■ **INSTRUCTIONS TO FOLLOW**:
Line filter on the word "InMemoryRuleStore": copy each matching line from the entries.

■ **INFORMATION SUPPLIED**:
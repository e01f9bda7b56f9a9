//! Persistence adapters for the rule set and saved calculations.

mod calculations;
mod file;
mod rules;

pub use calculations::{
    CalculationId, CalculationRepository, InMemoryCalculationRepository,
    JsonFileCalculationRepository, SavedCalculation,
};
pub use rules::{InMemoryRuleStore, JsonFileRuleStore, RuleStore};

use crate::rules::RuleValidationError;

#[derive(Debug, thiserror::Error)]
pub enum StoreError {
    #[error(transparent)]
    InvalidRules(#[from] RuleValidationError),
    #[error("calculation name must not be empty")]
    EmptyName,
    #[error("storage io error at {path}: {source}")]
    Io {
        path: String,
        #[source]
        source: std::io::Error,
    },
    #[error("unable to encode stored data: {0}")]
    Encode(#[from] serde_json::Error),
    #[error("store unavailable: {0}")]
    Unavailable(String),
}
mod cli;
mod commands;
mod infra;
mod routes;
mod server;

use marketplace_margin::error::AppError;

pub async fn run() -> Result<(), AppError> {
    cli::run().await
}
use serde::Serialize;
use tracing::{debug, warn};

use crate::marketplace::{Marketplace, MercadoLivreAdType};
use crate::rules::{
    AmazonRate, B2wRate, CategoryTable, FeeSchedule, MagaluRules, MarketplaceRules,
    MercadoLivreRules, ShopeeRules, AMAZON_FALLBACK_FIXED_FEE, AMAZON_FALLBACK_RATE,
    B2W_FALLBACK_RATE,
};

/// The parts of an input that fee schedules depend on.
#[derive(Debug, Clone, Copy, PartialEq)]
pub struct FeeContext<'a> {
    pub selling_price: f64,
    pub ad_type: MercadoLivreAdType,
    pub b2w_category: &'a str,
    pub amazon_category: &'a str,
}

/// Where a resolved fee came from.
#[derive(Debug, Clone, Copy, PartialEq, Eq, Serialize)]
#[serde(rename_all = "snake_case")]
pub enum FeeSource {
    /// Read from the marketplace schedule.
    Schedule,
    /// Category not present in the table; marketplace fallback applied.
    UnknownCategory,
    /// Category table text did not parse; marketplace fallback applied.
    MalformedCategoryRules,
    /// No Mercado Livre bracket covers the price; fixed fee is zero.
    NoMatchingTier,
}

/// Commission (fraction of revenue) and fixed fee (currency) before overrides.
#[derive(Debug, Clone, Copy, PartialEq, Serialize)]
#[serde(rename_all = "camelCase")]
pub struct ResolvedFee {
    pub commission_rate: f64,
    pub fixed_fee: f64,
    pub source: FeeSource,
}

impl ResolvedFee {
    fn from_schedule(commission_rate: f64, fixed_fee: f64) -> Self {
        Self {
            commission_rate,
            fixed_fee,
            source: FeeSource::Schedule,
        }
    }
}

pub fn resolve_fee(
    marketplace: Marketplace,
    context: &FeeContext<'_>,
    rules: &MarketplaceRules,
) -> ResolvedFee {
    match rules.schedule(marketplace) {
        FeeSchedule::MercadoLivre(schedule) => mercado_livre(schedule, context),
        FeeSchedule::Shopee(schedule) => shopee(schedule, context),
        FeeSchedule::Magalu(schedule) => magalu(schedule),
        FeeSchedule::B2w(table) => b2w(table, context),
        FeeSchedule::Amazon(table) => amazon(table, context),
    }
}

fn mercado_livre(schedule: &MercadoLivreRules, context: &FeeContext<'_>) -> ResolvedFee {
    let commission_rate = match context.ad_type {
        MercadoLivreAdType::Classic => schedule.classic_rate,
        MercadoLivreAdType::Premium => schedule.premium_rate,
    };

    match schedule.tier_for(context.selling_price) {
        Some(tier) => {
            ResolvedFee::from_schedule(commission_rate, tier.fee_for(context.selling_price))
        }
        None => {
            warn!(
                selling_price = context.selling_price,
                "no Mercado Livre fee tier covers price; applying zero fixed fee"
            );
            ResolvedFee {
                commission_rate,
                fixed_fee: 0.0,
                source: FeeSource::NoMatchingTier,
            }
        }
    }
}

fn shopee(schedule: &ShopeeRules, context: &FeeContext<'_>) -> ResolvedFee {
    ResolvedFee::from_schedule(
        schedule.combined_rate(),
        schedule.fixed_fee_for(context.selling_price),
    )
}

fn magalu(schedule: &MagaluRules) -> ResolvedFee {
    ResolvedFee::from_schedule(schedule.commission_rate, 0.0)
}

fn b2w(table: &CategoryTable, context: &FeeContext<'_>) -> ResolvedFee {
    let fallback = |source| ResolvedFee {
        commission_rate: B2W_FALLBACK_RATE,
        fixed_fee: 0.0,
        source,
    };

    match table.find::<B2wRate>(context.b2w_category) {
        Ok(Some(entry)) => ResolvedFee::from_schedule(entry.rate, 0.0),
        Ok(None) => {
            debug!(category = context.b2w_category, "unknown B2W category");
            fallback(FeeSource::UnknownCategory)
        }
        Err(error) => {
            warn!(%error, "invalid B2W category rules; using fallback rate");
            fallback(FeeSource::MalformedCategoryRules)
        }
    }
}

fn amazon(table: &CategoryTable, context: &FeeContext<'_>) -> ResolvedFee {
    let fallback = |source| ResolvedFee {
        commission_rate: AMAZON_FALLBACK_RATE,
        fixed_fee: AMAZON_FALLBACK_FIXED_FEE,
        source,
    };

    let entry = match table.find::<AmazonRate>(context.amazon_category) {
        Ok(Some(entry)) => entry,
        Ok(None) => {
            debug!(category = context.amazon_category, "unknown Amazon category");
            return fallback(FeeSource::UnknownCategory);
        }
        Err(error) => {
            warn!(%error, "invalid Amazon category rules; using fallback fees");
            return fallback(FeeSource::MalformedCategoryRules);
        }
    };

    let price = context.selling_price;
    let commission = entry.commission_for(price);

    // Above the tier threshold the reported rate is the blend of both brackets.
    let commission_rate = match &entry.tiered {
        Some(tier) if price > tier.threshold => {
            if price > 0.0 {
                commission / price
            } else {
                0.0
            }
        }
        _ => entry.rate,
    };

    // Fixed fee tops the commission up to the category minimum.
    let fixed_fee = (entry.min_fee - commission).max(0.0);

    ResolvedFee::from_schedule(commission_rate, fixed_fee)
}
use serde::Serialize;

use super::input::{CalculationInput, FeeOverrides, ParsedInput};
use super::resolver::{resolve_fee, ResolvedFee};
use crate::rules::MarketplaceRules;

/// Per-unit profitability figures. Currency in input units, margins in percentage points.
#[derive(Debug, Clone, Copy, Default, PartialEq, Serialize)]
#[serde(rename_all = "camelCase")]
pub struct CalculationResult {
    pub gross_revenue: f64,
    pub marketplace_fee: f64,
    pub total_expenses: f64,
    pub gross_profit: f64,
    pub net_profit: f64,
    pub gross_margin: f64,
    pub net_margin: f64,
    pub simulated_profit: f64,
}

/// Result plus the fees the marketplace schedule would charge without overrides.
#[derive(Debug, Clone, Copy, PartialEq, Serialize)]
#[serde(rename_all = "camelCase")]
pub struct Quote {
    pub result: CalculationResult,
    pub default_fees: ResolvedFee,
}

pub fn calculate(
    input: &ParsedInput,
    resolved: &ResolvedFee,
    overrides: &FeeOverrides,
) -> CalculationResult {
    let commission_rate = overrides
        .commission_rate
        .map(|percent| percent / 100.0)
        .unwrap_or(resolved.commission_rate);
    let fixed_fee = overrides.fixed_fee.unwrap_or(resolved.fixed_fee);

    let gross_revenue = input.selling_price;
    let marketplace_fee = gross_revenue * commission_rate + fixed_fee;
    let other_costs =
        input.additional_cost_fixed + gross_revenue * (input.additional_cost_percent / 100.0);

    let total_expenses = input.purchase_price + marketplace_fee + input.shipping_cost + other_costs;
    let gross_profit = gross_revenue - input.purchase_price - input.shipping_cost;
    let net_profit = gross_revenue - total_expenses;

    CalculationResult {
        gross_revenue,
        marketplace_fee,
        total_expenses,
        gross_profit,
        net_profit,
        gross_margin: margin(gross_profit, gross_revenue),
        net_margin: margin(net_profit, gross_revenue),
        simulated_profit: net_profit * input.quantity,
    }
}

fn margin(profit: f64, revenue: f64) -> f64 {
    if revenue > 0.0 {
        profit / revenue * 100.0
    } else {
        0.0
    }
}

/// Parses `input`, resolves its marketplace fees against `rules` and applies `overrides`.
pub fn quote(
    input: &CalculationInput,
    overrides: &FeeOverrides,
    rules: &MarketplaceRules,
) -> Quote {
    let parsed = input.parse();
    let context = input.fee_context(parsed.selling_price);
    let default_fees = resolve_fee(input.marketplace, &context, rules);

    Quote {
        result: calculate(&parsed, &default_fees, overrides),
        default_fees,
    }
}

#[cfg(test)]
mod tests {
    use super::*;
    use crate::pricing::FeeSource;

    fn resolved(commission_rate: f64, fixed_fee: f64) -> ResolvedFee {
        ResolvedFee {
            commission_rate,
            fixed_fee,
            source: FeeSource::Schedule,
        }
    }

    fn parsed() -> ParsedInput {
        ParsedInput {
            selling_price: 100.0,
            purchase_price: 40.0,
            quantity: 10.0,
            additional_cost_fixed: 2.0,
            additional_cost_percent: 5.0,
            shipping_cost: 8.0,
        }
    }

    #[test]
    fn derives_every_figure_from_the_same_fee() {
        let result = calculate(&parsed(), &resolved(0.12, 6.25), &FeeOverrides::none());

        assert_eq!(result.gross_revenue, 100.0);
        assert!((result.marketplace_fee - 18.25).abs() < 1e-9);
        assert!((result.total_expenses - (40.0 + 18.25 + 8.0 + 7.0)).abs() < 1e-9);
        assert_eq!(result.gross_profit, 52.0);
        assert_eq!(result.net_profit, result.gross_revenue - result.total_expenses);
        assert!((result.gross_margin - 52.0).abs() < 1e-9);
        assert!((result.net_margin - result.net_profit).abs() < 1e-9);
        assert_eq!(result.simulated_profit, result.net_profit * 10.0);
    }

    #[test]
    fn overrides_replace_resolved_fees() {
        let overrides = FeeOverrides {
            commission_rate: Some(10.0),
            fixed_fee: Some(0.0),
        };
        let result = calculate(&parsed(), &resolved(0.12, 6.25), &overrides);
        assert!((result.marketplace_fee - 10.0).abs() < 1e-9);

        let rate_only = FeeOverrides {
            commission_rate: Some(20.0),
            fixed_fee: None,
        };
        let result = calculate(&parsed(), &resolved(0.12, 6.25), &rate_only);
        assert!((result.marketplace_fee - 26.25).abs() < 1e-9);
    }

    #[test]
    fn zero_revenue_has_zero_margins() {
        let input = ParsedInput {
            selling_price: 0.0,
            ..parsed()
        };
        let result = calculate(&input, &resolved(0.12, 6.25), &FeeOverrides::none());

        assert_eq!(result.gross_margin, 0.0);
        assert_eq!(result.net_margin, 0.0);
        assert!(result.net_profit < 0.0);
    }

    #[test]
    fn quote_keeps_default_fees_when_overridden() {
        let input = CalculationInput {
            selling_price: "29".to_string(),
            ..CalculationInput::default()
        };
        let overrides = FeeOverrides {
            commission_rate: Some(5.0),
            fixed_fee: Some(1.0),
        };

        let quote = quote(&input, &overrides, &MarketplaceRules::default());

        assert_eq!(quote.default_fees.commission_rate, 0.12);
        assert_eq!(quote.default_fees.fixed_fee, 6.25);
        assert!((quote.result.marketplace_fee - (29.0 * 0.05 + 1.0)).abs() < 1e-9);
    }
}
use std::fs;
use std::io::ErrorKind;
use std::path::{Path, PathBuf};

use super::StoreError;

fn io_error(path: &Path, source: std::io::Error) -> StoreError {
    StoreError::Io {
        path: path.display().to_string(),
        source,
    }
}

/// Reads a whole file; `Ok(None)` when it does not exist.
pub(crate) fn read_optional(path: &Path) -> Result<Option<String>, StoreError> {
    match fs::read_to_string(path) {
        Ok(contents) => Ok(Some(contents)),
        Err(error) if error.kind() == ErrorKind::NotFound => Ok(None),
        Err(error) => Err(io_error(path, error)),
    }
}

/// Writes through a sibling temp file and renames, so readers never see half a document.
pub(crate) fn write_atomic(path: &Path, contents: &str) -> Result<(), StoreError> {
    if let Some(parent) = path.parent().filter(|p| !p.as_os_str().is_empty()) {
        fs::create_dir_all(parent).map_err(|error| io_error(parent, error))?;
    }

    let staging = path.with_extension("json.tmp");
    fs::write(&staging, contents).map_err(|error| io_error(&staging, error))?;
    fs::rename(&staging, path).map_err(|error| io_error(path, error))
}

pub(crate) fn remove_if_exists(path: &Path) -> Result<(), StoreError> {
    match fs::remove_file(path) {
        Ok(()) => Ok(()),
        Err(error) if error.kind() == ErrorKind::NotFound => Ok(()),
        Err(error) => Err(io_error(path, error)),
    }
}

/// Renames `path` to `<path>.<suffix>`, replacing an earlier file of that name.
pub(crate) fn set_aside(path: &Path, suffix: &str) -> Result<PathBuf, StoreError> {
    let mut target = path.as_os_str().to_owned();
    target.push(".");
    target.push(suffix);
    let target = PathBuf::from(target);

    fs::rename(path, &target).map_err(|error| io_error(path, error))?;
    Ok(target)
}
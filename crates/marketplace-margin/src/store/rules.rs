use std::path::{Path, PathBuf};
use std::sync::Mutex;

use tracing::{info, warn};

use super::file::{read_optional, remove_if_exists, write_atomic};
use super::StoreError;
use crate::rules::{merge_with_defaults, MarketplaceRules, PartialMarketplaceRules};

/// Whole-document access to the persisted rule set.
pub trait RuleStore: Send + Sync {
    /// Persisted rules merged over the defaults; defaults when nothing is stored.
    fn load(&self) -> Result<MarketplaceRules, StoreError>;
    /// Validates and replaces the persisted rules.
    fn save(&self, rules: &MarketplaceRules) -> Result<(), StoreError>;
    /// Forgets persisted rules and returns the default table.
    fn reset(&self) -> Result<MarketplaceRules, StoreError>;
}

fn rules_from_document(document: Option<&str>) -> MarketplaceRules {
    let Some(raw) = document else {
        return MarketplaceRules::default();
    };

    match PartialMarketplaceRules::from_json_str(raw) {
        Ok(partial) => merge_with_defaults(partial),
        Err(error) => {
            warn!(%error, "failed to parse persisted rules, using defaults");
            MarketplaceRules::default()
        }
    }
}

fn encode(rules: &MarketplaceRules) -> Result<String, StoreError> {
    rules.validate()?;
    Ok(serde_json::to_string_pretty(rules)?)
}

/// Keeps the encoded document in memory; useful for tests and ephemeral servers.
#[derive(Debug, Default)]
pub struct InMemoryRuleStore {
    document: Mutex<Option<String>>,
}

impl InMemoryRuleStore {
    /// Starts from an already persisted document, as if written by an earlier release.
    pub fn with_document(raw: impl Into<String>) -> Self {
        Self {
            document: Mutex::new(Some(raw.into())),
        }
    }

    pub fn document(&self) -> Result<Option<String>, StoreError> {
        Ok(self.lock()?.clone())
    }

    fn lock(&self) -> Result<std::sync::MutexGuard<'_, Option<String>>, StoreError> {
        self.document
            .lock()
            .map_err(|_| StoreError::Unavailable("rule store mutex poisoned".to_string()))
    }
}

impl RuleStore for InMemoryRuleStore {
    fn load(&self) -> Result<MarketplaceRules, StoreError> {
        Ok(rules_from_document(self.lock()?.as_deref()))
    }

    fn save(&self, rules: &MarketplaceRules) -> Result<(), StoreError> {
        let encoded = encode(rules)?;
        *self.lock()? = Some(encoded);
        Ok(())
    }

    fn reset(&self) -> Result<MarketplaceRules, StoreError> {
        *self.lock()? = None;
        Ok(MarketplaceRules::default())
    }
}

/// Rule document stored as a JSON file.
#[derive(Debug)]
pub struct JsonFileRuleStore {
    path: PathBuf,
    write_lock: Mutex<()>,
}

impl JsonFileRuleStore {
    pub fn new(path: impl Into<PathBuf>) -> Self {
        Self {
            path: path.into(),
            write_lock: Mutex::new(()),
        }
    }

    pub fn path(&self) -> &Path {
        &self.path
    }

    fn exclusive(&self) -> Result<std::sync::MutexGuard<'_, ()>, StoreError> {
        self.write_lock
            .lock()
            .map_err(|_| StoreError::Unavailable("rule file lock poisoned".to_string()))
    }
}

impl RuleStore for JsonFileRuleStore {
    fn load(&self) -> Result<MarketplaceRules, StoreError> {
        let document = read_optional(&self.path)?;
        Ok(rules_from_document(document.as_deref()))
    }

    fn save(&self, rules: &MarketplaceRules) -> Result<(), StoreError> {
        let encoded = encode(rules)?;
        let _guard = self.exclusive()?;
        write_atomic(&self.path, &encoded)?;
        info!(path = %self.path.display(), "marketplace rules saved");
        Ok(())
    }

    fn reset(&self) -> Result<MarketplaceRules, StoreError> {
        let _guard = self.exclusive()?;
        remove_if_exists(&self.path)?;
        info!(path = %self.path.display(), "marketplace rules reset to defaults");
        Ok(MarketplaceRules::default())
    }
}
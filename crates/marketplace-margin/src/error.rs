use crate::config::ConfigError;
use crate::service::PricingServiceError;
use crate::store::StoreError;
use crate::telemetry::TelemetryError;
use axum::http::StatusCode;
use axum::response::{IntoResponse, Response};
use axum::Json;
use serde_json::json;
use std::fmt;

#[derive(Debug)]
pub enum AppError {
    Config(ConfigError),
    Telemetry(TelemetryError),
    Io(std::io::Error),
    Store(StoreError),
    Service(PricingServiceError),
    /// Caller-supplied data that could not be understood (a rules file, a flag value).
    Input(String),
}

impl AppError {
    pub fn status(&self) -> StatusCode {
        match self {
            AppError::Store(StoreError::InvalidRules(_))
            | AppError::Store(StoreError::EmptyName)
            | AppError::Service(PricingServiceError::Store(StoreError::InvalidRules(_)))
            | AppError::Service(PricingServiceError::Store(StoreError::EmptyName))
            | AppError::Input(_) => StatusCode::UNPROCESSABLE_ENTITY,
            AppError::Service(PricingServiceError::CalculationNotFound(_)) => {
                StatusCode::NOT_FOUND
            }
            AppError::Config(_)
            | AppError::Telemetry(_)
            | AppError::Io(_)
            | AppError::Store(_)
            | AppError::Service(_) => StatusCode::INTERNAL_SERVER_ERROR,
        }
    }
}

impl fmt::Display for AppError {
    fn fmt(&self, f: &mut fmt::Formatter<'_>) -> fmt::Result {
        match self {
            AppError::Config(err) => write!(f, "configuration error: {}", err),
            AppError::Telemetry(err) => write!(f, "telemetry error: {}", err),
            AppError::Io(err) => write!(f, "io error: {}", err),
            AppError::Store(err) => write!(f, "store error: {}", err),
            AppError::Service(err) => write!(f, "{}", err),
            AppError::Input(message) => write!(f, "invalid input: {}", message),
        }
    }
}

impl std::error::Error for AppError {
    fn source(&self) -> Option<&(dyn std::error::Error + 'static)> {
        match self {
            AppError::Config(err) => Some(err),
            AppError::Telemetry(err) => Some(err),
            AppError::Io(err) => Some(err),
            AppError::Store(err) => Some(err),
            AppError::Service(err) => Some(err),
            AppError::Input(_) => None,
        }
    }
}

impl IntoResponse for AppError {
    fn into_response(self) -> Response {
        let status = self.status();
        let body = Json(json!({ "error": self.to_string() }));
        (status, body).into_response()
    }
}

impl From<ConfigError> for AppError {
    fn from(value: ConfigError) -> Self {
        Self::Config(value)
    }
}

impl From<TelemetryError> for AppError {
    fn from(value: TelemetryError) -> Self {
        Self::Telemetry(value)
    }
}

impl From<std::io::Error> for AppError {
    fn from(value: std::io::Error) -> Self {
        Self::Io(value)
    }
}

impl From<StoreError> for AppError {
    fn from(value: StoreError) -> Self {
        Self::Store(value)
    }
}

impl From<PricingServiceError> for AppError {
    fn from(value: PricingServiceError) -> Self {
        Self::Service(value)
    }
}

impl From<serde_json::Error> for AppError {
    fn from(value: serde_json::Error) -> Self {
        Self::Input(value.to_string())
    }
}
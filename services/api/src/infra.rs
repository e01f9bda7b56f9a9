use marketplace_margin::config::StorageConfig;
use marketplace_margin::service::PricingService;
use marketplace_margin::store::{JsonFileCalculationRepository, JsonFileRuleStore};
use metrics_exporter_prometheus::PrometheusHandle;
use std::sync::atomic::AtomicBool;
use std::sync::Arc;

#[derive(Clone)]
pub(crate) struct AppState {
    pub(crate) readiness: Arc<AtomicBool>,
    pub(crate) metrics: Arc<PrometheusHandle>,
}

pub(crate) type FilePricingService =
    PricingService<JsonFileRuleStore, JsonFileCalculationRepository>;

/// Service backed by the JSON documents under the configured data directory.
pub(crate) fn file_backed_service(storage: &StorageConfig) -> FilePricingService {
    PricingService::new(
        Arc::new(JsonFileRuleStore::new(storage.rules_path())),
        Arc::new(JsonFileCalculationRepository::new(
            storage.calculations_path(),
        )),
    )
}

pub(crate) fn format_currency(value: f64) -> String {
    let sign = if value < 0.0 { "-" } else { "" };
    format!("{sign}R$ {:.2}", value.abs())
}

pub(crate) fn format_percent(value: f64) -> String {
    format!("{value:.2}%")
}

■ **SOLUTION FOR THIS EXERCISE**:
pub use rules::{InMemoryRuleStore, JsonFileRuleStore, RuleStore};
pub struct InMemoryRuleStore {
impl InMemoryRuleStore {
impl RuleStore for InMemoryRuleStore {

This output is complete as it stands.